((

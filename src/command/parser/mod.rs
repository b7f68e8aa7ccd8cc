pub mod error;
pub mod filter_peg;

pub use error::ParseError;
pub use filter_peg::{parse_aggregates, parse_filter};
use crate::engine::core::filter::{AndGroup, Expression, Predicate};
use crate::engine::core::read::aggregate::plan::AggregateRequest;
use crate::command::parser::error::ParseError;

peg::parser! {
    grammar filter_dsl() for str {

        // ==========
        // HELPERS
        // ==========

        rule _() = quiet!{ [' ' | '\t' | '\n' | '\r']* }

        // Case-insensitive keyword matcher
        rule ci(s: &'static str)
            = kw:$(['a'..='z' | 'A'..='Z']+) {? if eq_ci(kw, s) { Ok(()) } else { Err("expected keyword") } }

        // ==========
        // ENTRY POINT
        // ==========

        pub rule expression() -> Expression
            = _ groups:(and_group() ++ (_ ci("OR") _)) _ { Expression::new(groups) }
            / _ { Expression::default() }

        // ==========
        // EXPRESSIONS
        // ==========

        rule and_group() -> AndGroup
            = "*" { AndGroup::default() }
            / ps:(predicate() ++ (_ ci("AND") _)) { AndGroup(ps) }

        rule predicate() -> Predicate
            = c:ident() _ "=" _ v:value() { Predicate::new(c, v) }

        // ==========
        // TERMINALS
        // ==========

        rule value() -> String
            = s:string_literal() { s.to_string() }
            / v:bare_value() { v.to_string() }

        rule ident() -> &'input str
            = quiet!{
                $( ['a'..='z' | 'A'..='Z' | '_']
                   ['a'..='z' | 'A'..='Z' | '0'..='9' | '_' | '-']* )
            }
            / expected!("identifier")

        rule string_literal() -> &'input str
            = "\"" chars:$((!"\"" [_])*) "\"" { chars }

        // Unquoted values: identifiers, numbers and codes such as `1A` or `-0.5`
        rule bare_value() -> &'input str
            = quiet!{ $(['0'..='9' | 'a'..='z' | 'A'..='Z' | '_' | '-' | '.']+) }
            / expected!("value")
    }
}

fn eq_ci(a: &str, b: &str) -> bool {
    a.eq_ignore_ascii_case(b)
}

/// Parses `D1=A AND D2=X OR D2=Y` into DNF.
///
/// `AND` binds tighter than `OR`, so the grammar yields AND-groups directly.
/// `*` is a group with no predicates (matches every row); blank input is the
/// empty expression (matches nothing).
pub fn parse_filter(input: &str) -> Result<Expression, ParseError> {
    filter_dsl::expression(input).map_err(|e| ParseError::InvalidFilter(e.to_string()))
}

/// Parses `func:column` aggregate specs, e.g. `avg:Fact1`.
pub fn parse_aggregates<S: AsRef<str>>(specs: &[S]) -> Result<Vec<AggregateRequest>, ParseError> {
    specs
        .iter()
        .map(|s| s.as_ref().parse::<AggregateRequest>().map_err(ParseError::from))
        .collect()
}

))

* [Problem to solve] Look through the material above. Copy each line where the word "expected" appears.

* [Result below]
            = kw:$(['a'..='z' | 'A'..='Z']+) {? if eq_ci(kw, s) { Ok(()) } else { Err("expected keyword") } }
            / expected!("identifier")
            / expected!("value")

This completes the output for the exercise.